As a Real Estate Investment Company ("REIC"), in accordance with article 31, par. 3 of L.2778/1999 as in force, the Company is exempted from corporate income tax and is subject to an annual tax based on its investments and cash and cash equivalents. More specifically, the tax is determined by reference to the average fair value of its investments and cash and cash equivalents at current prices at the tax rate of 10% of the aggregate European Central Bank ("ECB") reference rate plus 1%. According to the article 46, par. 2 of L.4389/2016 a floor was set in the REIC tax of 0.375% on the average investments plus cash and cash equivalents, at current prices. Article 53 of Law 4646/2019 abolished the floor. It is noted, that the subsidiaries of the Company in Greece, Karolou Touristiki S.A., Irina Ktimatiki S.A., Anaptixi Fragokklisia S.A., lldim M.IKE and MILORA M.IKE have the same tax treatment. In the current tax liabilities are included the short-term obligations to tax authorities in relation to the abovementioned tax.

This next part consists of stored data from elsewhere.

use boost_core::NavTarget;
use tokio::sync::watch;

/// Receives navigation requests raised outside of UI components.
pub trait Navigator: Send + Sync {
    fn navigate(&self, target: NavTarget);
}

/// Publishes navigation requests on a watch channel for the UI root to follow.
#[derive(Clone)]
pub struct NavigationQueue {
    tx: watch::Sender<Option<NavTarget>>,
}

impl NavigationQueue {
    #[must_use]
    pub fn new() -> Self {
        let (tx, _rx) = watch::channel(None);
        Self { tx }
    }

    /// Every `navigate` call marks the value as changed, even when the
    /// target repeats.
    #[must_use]
    pub fn subscribe(&self) -> watch::Receiver<Option<NavTarget>> {
        self.tx.subscribe()
    }

    #[must_use]
    pub fn latest(&self) -> Option<NavTarget> {
        *self.tx.borrow()
    }
}

impl Default for NavigationQueue {
    fn default() -> Self {
        Self::new()
    }
}

impl Navigator for NavigationQueue {
    fn navigate(&self, target: NavTarget) {
        tracing::debug!(?target, "navigation requested");
        self.tx.send_replace(Some(target));
    }
}
use boost_core::model::PaymentStep;

/// Headline and body text for each checkout step.
#[derive(Clone, Copy, Debug, PartialEq, Eq)]
pub struct PaymentCopy {
    pub heading: &'static str,
    pub body: &'static str,
    pub show_pay_button: bool,
}

#[must_use]
pub fn payment_copy(step: PaymentStep) -> PaymentCopy {
    match step {
        PaymentStep::Checkout => PaymentCopy {
            heading: "Unlock the full program",
            body: "Lifetime access to every module, exercises and your certificate.",
            show_pay_button: true,
        },
        PaymentStep::Processing => PaymentCopy {
            heading: "Confirming your payment",
            body: "This only takes a moment. Please keep this window open.",
            show_pay_button: false,
        },
        PaymentStep::Success => PaymentCopy {
            heading: "Welcome to Premium!",
            body: "Your access is active. Taking you to your dashboard...",
            show_pay_button: false,
        },
    }
}

/// Display price of the premium program.
pub const PREMIUM_PRICE: &str = "97 €";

The Company's foreign subsidiaries, Nash S.r.L. and Prodea Immobiliare S.r.L. in Italy, Egnatia Properties S.A. in Romania, Quadratix Ltd., Lasmane Properties Ltd., Aphrodite Hills Resort Limited, Aphrodite Springs Public Company, CYREIT AIF Variable Investment Company Plc and MHV Mediterranean Hospitality Venture Limited in Cyprus and PNG Properties EAD and I&B Real Estate EAD in Bulgaria are taxed on their income, based on a tax rate equal to 27.9% in Italy, 16.0% in Romania, 12.5% in Cyprus and 10.0% in Bulgaria, respectively. The Company's subsidiaries Picasso Lux and CI Global, in Luxembourg, and the indirect subsidiaries Picasso Fund and Tarvos Fund, in Italy, are not subject to income tax. In addition, the Company's indirect subsidiary Euclide S.r.l, in Italy is taxed on its income based on a rate equal to 27.9%, No significant foreign income tax expense was incurred for the three-month period ended March 31, 2021 and March 31, 2020.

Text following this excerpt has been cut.